Print each line of the listing once more, precisely as given.

★ ★ ★ ★ ★

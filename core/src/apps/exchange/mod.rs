// Copyright (c) 2022-2023 The MobileCoin Foundation

//! Exchange (swap) app: sequences a multi-asset swap across coin apps.
//!
//! `initiate_flow` seeds the composable app queue with the receive leg, the
//! exchange app's own signature bookkeeping steps, and the send leg; each
//! coin app then consumes its token when its turn comes. The send leg's
//! destination is cross-checked against the receive address recorded during
//! the receive leg, so a swap can never be redirected between legs.

pub mod queue;

pub use queue::{AppQueue, CaqEntry, FlowTag};

use vault_apps_proto::applet;
use vault_apps_proto::exchange::{
    ExchangeRequest, ExchangeResponse, InitiateFlow, SESSION_SIGNATURE_SIZE,
};
use vault_apps_proto::WalletId;

use crate::error::Error;

/// Shared swap state: the queue plus the cross-leg receive-address record.
///
/// Owned by the platform and passed by reference into each engine update;
/// cleared explicitly at flow start and close.
#[derive(Clone, Debug)]
pub struct ExchangeContext {
    pub queue: AppQueue,
    /// Receive address recorded by the receive leg, verified by the send leg
    stored_address: Option<String>,
    /// Session signature material returned by `get_signature`
    session_signature: [u8; SESSION_SIGNATURE_SIZE],
}

impl Default for ExchangeContext {
    fn default() -> Self {
        Self {
            queue: AppQueue::new(),
            stored_address: None,
            session_signature: [0u8; SESSION_SIGNATURE_SIZE],
        }
    }
}

impl ExchangeContext {
    pub fn new() -> Self {
        Self::default()
    }

    /// Called by a coin app's receive flow to record the address the swap
    /// pays out to
    pub fn store_address(&mut self, address: &str) {
        self.stored_address = Some(address.to_string());
    }

    /// Send-leg cross-check: the rendered destination must equal the
    /// recorded receive address
    pub fn validate_stored_address(&self, address: &str) -> bool {
        self.stored_address.as_deref() == Some(address)
    }

    /// Install the session signature material (set by the platform's
    /// session layer)
    pub fn set_session_signature(&mut self, signature: [u8; SESSION_SIGNATURE_SIZE]) {
        self.session_signature = signature;
    }

    /// Consume this app's send-leg token if it is next in the queue.
    ///
    /// Returns true when the token matched; the caller must then verify
    /// the destination against the stored receive address before signing.
    pub fn validate_send(&mut self, applet_id: u32, wallet_id: &WalletId) -> bool {
        let expected = CaqEntry::flow_leg(applet_id, wallet_id, FlowTag::Send);
        self.queue.validate(&expected)
    }

    /// Consume this app's receive-leg token if it is next in the queue
    pub fn validate_receive(&mut self, applet_id: u32, wallet_id: &WalletId) -> bool {
        let expected = CaqEntry::flow_leg(applet_id, wallet_id, FlowTag::Receive);
        self.queue.validate(&expected)
    }
}

/// Exchange app request handler.
///
/// Every exchange request is a single round trip, so unlike the coin apps
/// there is no session state machine here.
#[derive(Copy, Clone, Debug, Default)]
pub struct ExchangeEngine;

impl ExchangeEngine {
    pub fn new() -> Self {
        Self
    }

    pub fn handle(
        &self,
        req: ExchangeRequest,
        ctx: &mut ExchangeContext,
    ) -> Result<ExchangeResponse, Error> {
        match req {
            ExchangeRequest::InitiateFlow(flow) => Ok(self.initiate_flow(flow, ctx)),

            ExchangeRequest::GetSignature => {
                // consume our own fetch-signature token when present
                let expected =
                    CaqEntry::exchange_step(applet::EXCHANGE, FlowTag::FetchSignature);
                ctx.queue.validate(&expected);

                Ok(ExchangeResponse::Signature {
                    signature: ctx.session_signature,
                    index: 0,
                })
            }

            ExchangeRequest::CloseFlow => {
                ctx.queue.clear();
                ctx.stored_address = None;
                Ok(ExchangeResponse::FlowClosed)
            }
        }
    }

    fn initiate_flow(&self, flow: InitiateFlow, ctx: &mut ExchangeContext) -> ExchangeResponse {
        // a new swap supersedes any stale flow state
        ctx.queue.clear();
        ctx.stored_address = None;

        ctx.queue.push(CaqEntry::flow_leg(
            flow.to.applet_id,
            &flow.to.wallet_id,
            FlowTag::Receive,
        ));
        ctx.queue.push(CaqEntry::exchange_step(
            applet::EXCHANGE,
            FlowTag::FetchSignature,
        ));
        ctx.queue.push(CaqEntry::exchange_step(
            applet::EXCHANGE,
            FlowTag::StoreSignature,
        ));
        ctx.queue.push(CaqEntry::flow_leg(
            flow.from.applet_id,
            &flow.from.wallet_id,
            FlowTag::Send,
        ));

        log::info!(
            "swap flow initiated: {} -> {}",
            flow.from.applet_id,
            flow.to.applet_id
        );

        ExchangeResponse::FlowInitiated
    }
}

★ ★ ★ ★ ★

> [Result of this exercise]
filename core/src/apps/exchange/mod.rs
// Copyright (c) 2022-2023 The MobileCoin Foundation

//! Exchange (swap) app: sequences a multi-asset swap across coin apps.
//!
//! `initiate_flow` seeds the composable app queue with the receive leg, the
//! exchange app's own signature bookkeeping steps, and the send leg; each
//! coin app then consumes its token when its turn comes. The send leg's
//! destination is cross-checked against the receive address recorded during
//! the receive leg, so a swap can never be redirected between legs.

pub mod queue;

pub use queue::{AppQueue, CaqEntry, FlowTag};

use vault_apps_proto::applet;
use vault_apps_proto::exchange::{
    ExchangeRequest, ExchangeResponse, InitiateFlow, SESSION_SIGNATURE_SIZE,
};
use vault_apps_proto::WalletId;

use crate::error::Error;

/// Shared swap state: the queue plus the cross-leg receive-address record.
///
/// Owned by the platform and passed by reference into each engine update;
/// cleared explicitly at flow start and close.
#[derive(Clone, Debug)]
pub struct ExchangeContext {
    pub queue: AppQueue,
    /// Receive address recorded by the receive leg, verified by the send leg
    stored_address: Option<String>,
    /// Session signature material returned by `get_signature`
    session_signature: [u8; SESSION_SIGNATURE_SIZE],
}

impl Default for ExchangeContext {
    fn default() -> Self {
        Self {
            queue: AppQueue::new(),
            stored_address: None,
            session_signature: [0u8; SESSION_SIGNATURE_SIZE],
        }
    }
}

impl ExchangeContext {
    pub fn new() -> Self {
        Self::default()
    }

    /// Called by a coin app's receive flow to record the address the swap
    /// pays out to
    pub fn store_address(&mut self, address: &str) {
        self.stored_address = Some(address.to_string());
    }

    /// Send-leg cross-check: the rendered destination must equal the
    /// recorded receive address
    pub fn validate_stored_address(&self, address: &str) -> bool {
        self.stored_address.as_deref() == Some(address)
    }

    /// Install the session signature material (set by the platform's
    /// session layer)
    pub fn set_session_signature(&mut self, signature: [u8; SESSION_SIGNATURE_SIZE]) {
        self.session_signature = signature;
    }

    /// Consume this app's send-leg token if it is next in the queue.
    ///
    /// Returns true when the token matched; the caller must then verify
    /// the destination against the stored receive address before signing.
    pub fn validate_send(&mut self, applet_id: u32, wallet_id: &WalletId) -> bool {
        let expected = CaqEntry::flow_leg(applet_id, wallet_id, FlowTag::Send);
        self.queue.validate(&expected)
    }

    /// Consume this app's receive-leg token if it is next in the queue
    pub fn validate_receive(&mut self, applet_id: u32, wallet_id: &WalletId) -> bool {
        let expected = CaqEntry::flow_leg(applet_id, wallet_id, FlowTag::Receive);
        self.queue.validate(&expected)
    }
}

/// Exchange app request handler.
///
/// Every exchange request is a single round trip, so unlike the coin apps
/// there is no session state machine here.
#[derive(Copy, Clone, Debug, Default)]
pub struct ExchangeEngine;

impl ExchangeEngine {
    pub fn new() -> Self {
        Self
    }

    pub fn handle(
        &self,
        req: ExchangeRequest,
        ctx: &mut ExchangeContext,
    ) -> Result<ExchangeResponse, Error> {
        match req {
            ExchangeRequest::InitiateFlow(flow) => Ok(self.initiate_flow(flow, ctx)),

            ExchangeRequest::GetSignature => {
                // consume our own fetch-signature token when present
                let expected =
                    CaqEntry::exchange_step(applet::EXCHANGE, FlowTag::FetchSignature);
                ctx.queue.validate(&expected);

                Ok(ExchangeResponse::Signature {
                    signature: ctx.session_signature,
                    index: 0,
                })
            }

            ExchangeRequest::CloseFlow => {
                ctx.queue.clear();
                ctx.stored_address = None;
                Ok(ExchangeResponse::FlowClosed)
            }
        }
    }

    fn initiate_flow(&self, flow: InitiateFlow, ctx: &mut ExchangeContext) -> ExchangeResponse {
        // a new swap supersedes any stale flow state
        ctx.queue.clear();
        ctx.stored_address = None;

        ctx.queue.push(CaqEntry::flow_leg(
            flow.to.applet_id,
            &flow.to.wallet_id,
            FlowTag::Receive,
        ));
        ctx.queue.push(CaqEntry::exchange_step(
            applet::EXCHANGE,
            FlowTag::FetchSignature,
        ));
        ctx.queue.push(CaqEntry::exchange_step(
            applet::EXCHANGE,
            FlowTag::StoreSignature,
        ));
        ctx.queue.push(CaqEntry::flow_leg(
            flow.from.applet_id,
            &flow.from.wallet_id,
            FlowTag::Send,
        ));

        log::info!(
            "swap flow initiated: {} -> {}",
            flow.from.applet_id,
            flow.to.applet_id
        );

        ExchangeResponse::FlowInitiated
    }
}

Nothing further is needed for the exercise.